Exercise brief
Below this sentence is a listing; return exactly its lines from the one with "let ip: IpAddr = host" to the one with "pub mod types;", both kept, and nothing more.

Dataset records
————————

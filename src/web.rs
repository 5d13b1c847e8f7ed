//! Read-only HTTP view of the price sensors
//!
//! Other systems read the displayed data contract from here: one JSON
//! snapshot per sensor with its state, unit and `today`/`tomorrow` attributes.

use crate::error::{PriceError, Result};
use crate::integration::EntityRegistry;
use crate::sensor::SensorSnapshot;
use axum::{
    Json, Router,
    extract::{Path, State},
    http::StatusCode,
    response::IntoResponse,
    routing::get,
};
use std::net::{IpAddr, SocketAddr};
use std::sync::Arc;
use tower_http::{cors::CorsLayer, trace::TraceLayer};
use tracing::info;

#[derive(Clone)]
pub struct AppState {
    pub registry: Arc<EntityRegistry>,
}

pub async fn health() -> impl IntoResponse {
    (StatusCode::OK, "ok")
}

pub async fn list_sensors(State(state): State<AppState>) -> Json<Vec<SensorSnapshot>> {
    Json(state.registry.snapshots())
}

pub async fn get_sensor(
    State(state): State<AppState>,
    Path(unique_id): Path<String>,
) -> std::result::Result<Json<SensorSnapshot>, StatusCode> {
    state
        .registry
        .get(&unique_id)
        .map(|sensor| Json(sensor.snapshot()))
        .ok_or(StatusCode::NOT_FOUND)
}

pub fn router(registry: Arc<EntityRegistry>) -> Router {
    Router::new()
        .route("/api/health", get(health))
        .route("/api/sensors", get(list_sensors))
        .route("/api/sensors/{unique_id}", get(get_sensor))
        .with_state(AppState { registry })
        .layer(CorsLayer::permissive())
        .layer(TraceLayer::new_for_http())
}

/// Bind and serve until the task is aborted
pub async fn serve(registry: Arc<EntityRegistry>, host: &str, port: u16) -> Result<()> {
    let ip: IpAddr = host
        .parse()
        .map_err(|_| PriceError::validation("web.host", format!("invalid address {host}")))?;
    let addr = SocketAddr::new(ip, port);
    let listener = tokio::net::TcpListener::bind(addr).await?;
    info!("Sensor view listening on http://{addr}");
    axum::serve(listener, router(registry)).await?;
    Ok(())
}
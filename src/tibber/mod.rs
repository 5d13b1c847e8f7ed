//! Tibber provider connection
//!
//! The integration never talks HTTP itself: it is handed an
//! `Arc<dyn ProviderConnection>` at setup time and asks it for the active
//! homes and, per home, for a fresh copy of the raw price map.

use crate::error::Result;
use async_trait::async_trait;
use serde::{Deserialize, Serialize};
use std::collections::BTreeMap;

pub mod client;
pub mod types;

pub use client::TibberConnection;

/// Subscription states Tibber reports for a home that is being supplied
const ACTIVE_SUBSCRIPTION_STATES: [&str; 3] =
    ["running", "awaiting market", "awaiting time restriction"];

/// Identity of one metered location under the user's contract
#[derive(Debug, Clone, PartialEq, Eq, Serialize, Deserialize)]
pub struct HomeInfo {
    pub home_id: String,
    pub app_nickname: Option<String>,
    pub subscription_status: Option<String>,
}

impl HomeInfo {
    pub fn new(home_id: impl Into<String>) -> Self {
        Self {
            home_id: home_id.into(),
            app_nickname: None,
            subscription_status: Some("running".to_string()),
        }
    }

    #[must_use]
    pub fn with_nickname(mut self, nickname: impl Into<String>) -> Self {
        self.app_nickname = Some(nickname.into());
        self
    }

    pub fn is_active(&self) -> bool {
        self.subscription_status.as_deref().is_some_and(|status| {
            ACTIVE_SUBSCRIPTION_STATES
                .iter()
                .any(|active| status.eq_ignore_ascii_case(active))
        })
    }

    /// Nickname if set, otherwise `Home` followed by the last four id characters
    pub fn display_name(&self) -> String {
        match self.app_nickname.as_deref() {
            Some(nickname) if !nickname.is_empty() => nickname.to_string(),
            _ => {
                let chars: Vec<char> = self.home_id.chars().collect();
                let tail: String = chars[chars.len().saturating_sub(4)..].iter().collect();
                format!("Home {tail}")
            }
        }
    }
}

/// Raw price data of one home as last fetched from the provider
#[derive(Debug, Clone, Default, PartialEq, Serialize, Deserialize)]
pub struct HomePrices {
    pub currency: String,
    /// `startsAt` timestamp string to total price
    pub price_total: BTreeMap<String, f64>,
}

impl HomePrices {
    pub fn is_empty(&self) -> bool {
        self.price_total.is_empty()
    }
}

/// Pre-authenticated, process-wide connection to the energy provider
#[async_trait]
pub trait ProviderConnection: Send + Sync {
    /// Enumerate the homes on the account, optionally only the supplied ones
    async fn homes(&self, only_active: bool) -> Result<Vec<HomeInfo>>;

    /// Refresh and return the raw price map of one home
    async fn update_info_and_price_info(&self, home_id: &str) -> Result<HomePrices>;
}
use super::*;

impl Default for TibberConfig {
    fn default() -> Self {
        Self {
            access_token: String::new(),
            api_url: "https://api.tibber.com/v1-beta/gql".to_string(),
            request_timeout_seconds: 10,
            only_active_homes: true,
        }
    }
}

impl Default for RefreshConfig {
    fn default() -> Self {
        Self {
            interval_seconds: 900,
            setup_retry_seconds: 60,
        }
    }
}

impl Default for StorageConfig {
    fn default() -> Self {
        Self {
            config_entries_path: "/data/tibber_future_prices_entries.json".to_string(),
        }
    }
}

impl Default for LoggingConfig {
    fn default() -> Self {
        Self {
            level: "INFO".to_string(),
            console_level: None,
            file_level: None,
            file: "/tmp/tibber_future_prices.log".to_string(),
            backup_count: 5,
            console_output: true,
            json_format: false,
        }
    }
}

impl Default for WebConfig {
    fn default() -> Self {
        Self {
            enabled: true,
            host: "127.0.0.1".to_string(),
            port: 8089,
        }
    }
}

impl Default for Config {
    fn default() -> Self {
        Self {
            tibber: TibberConfig::default(),
            refresh: RefreshConfig::default(),
            timezone: "Europe/Oslo".to_string(),
            storage: StorageConfig::default(),
            logging: LoggingConfig::default(),
            web: WebConfig::default(),
        }
    }
}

————————

Response to the task
    let ip: IpAddr = host
        .parse()
        .map_err(|_| PriceError::validation("web.host", format!("invalid address {host}")))?;
    let addr = SocketAddr::new(ip, port);
    let listener = tokio::net::TcpListener::bind(addr).await?;
    info!("Sensor view listening on http://{addr}");
    axum::serve(listener, router(registry)).await?;
    Ok(())
}
filename src/tibber/mod.rs
repository 5d13b1c847e8f7ed
//! Tibber provider connection
//!
//! The integration never talks HTTP itself: it is handed an
//! `Arc<dyn ProviderConnection>` at setup time and asks it for the active
//! homes and, per home, for a fresh copy of the raw price map.

use crate::error::Result;
use async_trait::async_trait;
use serde::{Deserialize, Serialize};
use std::collections::BTreeMap;

pub mod client;
pub mod types;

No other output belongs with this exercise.